Traceback (most recent call last):
File "/home/test/anaconda2/envs/tensorflow/lib/python2.7/site-packages/IPython/core/interactiveshell.py", line 2881, in run_code
exec(code_obj, self.user_global_ns, self.user_ns)
File "<ipython-input-5-f78dccf94f7f>", line 1, in <module>
l.eval()
File "/home/test/anaconda2/envs/tensorflow/lib/python2.7/site-packages/tensorflow/python/framework/ops.py", line 606, in eval
return _eval_using_default_session(self, feed_dict, self.graph, session)
File "/home/test/anaconda2/envs/tensorflow/lib/python2.7/site-packages/tensorflow/python/framework/ops.py", line 3928, in _eval_using_default_session
return session.run(tensors, feed_dict)
File "/home/test/anaconda2/envs/tensorflow/lib/python2.7/site-packages/tensorflow/python/client/session.py", line 789, in run
run_metadata_ptr)
File "/home/test/anaconda2/envs/tensorflow/lib/python2.7/site-packages/tensorflow/python/client/session.py", line 997, in _run
feed_dict_string, options, run_metadata)
File "/home/test/anaconda2/envs/tensorflow/lib/python2.7/site-packages/tensorflow/python/client/session.py", line 1132, in _do_run
target_list, options, run_metadata)
File "/home/test/anaconda2/envs/tensorflow/lib/python2.7/site-packages/tensorflow/python/client/session.py", line 1152, in _do_call
raise type(e)(node_def, op, message)
InvalidArgumentError: ConcatOp : Dimensions of inputs should match: shape[0] = [1,246,381,3] vs. shape[1] = [1,252,367,3]

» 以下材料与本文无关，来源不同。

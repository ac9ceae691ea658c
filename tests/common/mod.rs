#![allow(dead_code)]

use std::sync::Arc;
use std::time::Duration;

use axum::{
    body::{to_bytes, Body},
    http::{Method, Request},
    middleware, Router,
};
use chrono::Utc;
use sea_orm::{
    sea_query::Expr, ActiveModelTrait, ColumnTrait, ConnectOptions, ConnectionTrait, Database,
    DatabaseConnection, DbBackend, EntityTrait, QueryFilter, Set, Statement,
};
use serde_json::Value;
use stock_transfer_api::{
    config::AppConfig,
    db::{Store, Stores},
    entities::{inventory, shipment, ShipmentStatus},
    services::{
        shipments::{NewShipment, NewShipmentItem},
        ReconciliationScheduler, TombstoneCache, TombstoneStore,
    },
    AppState,
};
use tower::ServiceExt;
use uuid::Uuid;

/// One warehouse line and its POS counterpart for the same product.
#[derive(Debug, Clone, Copy)]
pub struct TransferLine {
    pub warehouse_inventory_id: Uuid,
    pub pos_inventory_id: Uuid,
    pub product_id: Uuid,
}

/// Helper harness backed by two in-memory SQLite databases, one per store.
pub struct TestApp {
    router: Router,
    pub state: AppState,
    pub scheduler: ReconciliationScheduler,
    pub tombstones: Arc<TombstoneCache>,
    pub warehouse_branch: Uuid,
    pub pos_branch: Uuid,
}

/// Single-connection pool so every query sees the same in-memory database.
async fn memory_pool() -> DatabaseConnection {
    let mut opt = ConnectOptions::new("sqlite::memory:");
    opt.max_connections(1)
        .min_connections(1)
        .acquire_timeout(Duration::from_secs(30))
        .sqlx_logging(false);
    Database::connect(opt)
        .await
        .expect("failed to open in-memory database")
}

impl TestApp {
    pub async fn new() -> Self {
        Self::with_tombstone_ttl(Duration::from_secs(3600)).await
    }

    pub async fn with_tombstone_ttl(ttl: Duration) -> Self {
        let cfg = AppConfig::new(
            "sqlite::memory:".to_string(),
            "sqlite://pos-test?mode=memory".to_string(),
            "127.0.0.1".to_string(),
            18_080,
            "test".to_string(),
        );

        let stores = Stores::new(memory_pool().await, memory_pool().await);
        stores
            .run_migrations()
            .await
            .expect("failed to run migrations in tests");

        let state = AppState::new(stores, cfg.clone());

        let tombstones = Arc::new(TombstoneCache::new(ttl, cfg.tombstone_capacity));
        let store: Arc<dyn TombstoneStore> = tombstones.clone();
        let scheduler = ReconciliationScheduler::new(
            (*state.services.shipments).clone(),
            (*state.services.requests).clone(),
            store,
            Duration::from_millis(50),
            cfg.outbox_batch_size,
        );

        let router = stock_transfer_api::app_router(state.clone()).layer(middleware::from_fn(
            stock_transfer_api::middleware_helpers::request_id_middleware,
        ));

        Self {
            router,
            state,
            scheduler,
            tombstones,
            warehouse_branch: Uuid::new_v4(),
            pos_branch: Uuid::new_v4(),
        }
    }

    pub fn stores(&self) -> &Stores {
        &self.state.stores
    }

    pub async fn seed_inventory(
        &self,
        store: Store,
        branch_id: Uuid,
        product_id: Uuid,
        quantity: i32,
    ) -> Uuid {
        let id = Uuid::new_v4();
        inventory::ActiveModel {
            id: Set(id),
            product_id: Set(product_id),
            product_unit_id: Set(None),
            branch_id: Set(branch_id),
            quantity: Set(quantity),
            updated_at: Set(Utc::now()),
        }
        .insert(self.stores().get(store))
        .await
        .expect("seed inventory");
        id
    }

    /// Seeds a warehouse row with `warehouse_qty` and an empty POS row for a
    /// fresh product.
    pub async fn seed_line(&self, warehouse_qty: i32) -> TransferLine {
        self.seed_line_with(warehouse_qty, 0).await
    }

    pub async fn seed_line_with(&self, warehouse_qty: i32, pos_qty: i32) -> TransferLine {
        let product_id = Uuid::new_v4();
        let warehouse_inventory_id = self
            .seed_inventory(Store::Warehouse, self.warehouse_branch, product_id, warehouse_qty)
            .await;
        let pos_inventory_id = self
            .seed_inventory(Store::Pos, self.pos_branch, product_id, pos_qty)
            .await;
        TransferLine {
            warehouse_inventory_id,
            pos_inventory_id,
            product_id,
        }
    }

    pub fn new_shipment(&self, lines: &[(TransferLine, i32)]) -> NewShipment {
        NewShipment {
            from_branch_id: self.warehouse_branch,
            to_branch_id: self.pos_branch,
            items: lines
                .iter()
                .map(|(line, quantity)| NewShipmentItem {
                    warehouse_inventory_id: line.warehouse_inventory_id,
                    pos_inventory_id: line.pos_inventory_id,
                    product_unit_id: None,
                    quantity: *quantity,
                })
                .collect(),
        }
    }

    /// Creates a shipment through the service and returns its id.
    pub async fn create_shipment(&self, lines: &[(TransferLine, i32)]) -> Uuid {
        self.state
            .services
            .shipments
            .create_shipment(self.new_shipment(lines))
            .await
            .expect("create shipment")
            .shipment_id
    }

    pub async fn quantity(&self, store: Store, inventory_id: Uuid) -> i32 {
        inventory::Entity::find_by_id(inventory_id)
            .one(self.stores().get(store))
            .await
            .expect("query inventory")
            .expect("inventory row exists")
            .quantity
    }

    pub async fn set_quantity(&self, store: Store, inventory_id: Uuid, quantity: i32) {
        inventory::Entity::update_many()
            .col_expr(inventory::Column::Quantity, Expr::value(quantity))
            .filter(inventory::Column::Id.eq(inventory_id))
            .exec(self.stores().get(store))
            .await
            .expect("set inventory quantity");
    }

    /// Overwrites a shipment status without any guard, to simulate a lost write.
    pub async fn force_shipment_status(&self, id: Uuid, status: ShipmentStatus) {
        shipment::Entity::update_many()
            .col_expr(shipment::Column::Status, Expr::value(status))
            .filter(shipment::Column::Id.eq(id))
            .exec(&self.stores().warehouse)
            .await
            .expect("force shipment status");
    }

    pub async fn execute(&self, store: Store, sql: &str) {
        self.stores()
            .get(store)
            .execute(Statement::from_string(DbBackend::Sqlite, sql.to_string()))
            .await
            .expect("raw statement");
    }

    pub async fn request(
        &self,
        method: Method,
        uri: &str,
        body: Option<Value>,
    ) -> axum::response::Response {
        let mut builder = Request::builder().method(method).uri(uri);
        let body = if let Some(json) = body {
            builder = builder.header("content-type", "application/json");
            Body::from(serde_json::to_vec(&json).expect("failed to serialize json request body"))
        } else {
            Body::empty()
        };

        let request = builder.body(body).expect("failed to build request");
        self.router
            .clone()
            .oneshot(request)
            .await
            .expect("router error during test request")
    }
}

pub async fn response_json(response: axum::response::Response) -> Value {
    let bytes = to_bytes(response.into_body(), usize::MAX)
        .await
        .expect("read body");
    serde_json::from_slice(&bytes).expect("json body")
}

[[Node: concat = ConcatV2[N=4, T=DT_FLOAT, Tidx=DT_INT32, _device="/job:localhost/replica:0/task:0/gpu:0"](Reading/reshape_t_left/_1, Reading/reshape_t_left_1/_3, Reading/reshape_t_left_2/_5, Reading/reshape_t_left_3/_7, concat/axis)]]
[[Node: concat/_9 = _Recv[client_terminated=false, recv_device="/job:localhost/replica:0/task:0/cpu:0", send_device="/job:localhost/replica:0/task:0/gpu:0", send_device_incarnation=1, tensor_name="edge_370_concat", tensor_type=DT_FLOAT, _device="/job:localhost/replica:0/task:0/cpu:0"]()]]
如何使用动态补丁大小训练我的训练集?同时,循环遍历我的图像并为我的 CNN 提供一张又一张的图像。
_, summary_str, costs = sess.run([optimizer, merged_summary_op, cost_function],
feed_dict={t_im0: l.eval(), t_im1: r.eval(),
t_label: m.eval()})
【问题讨论】:
标签: tensorflow computer-vision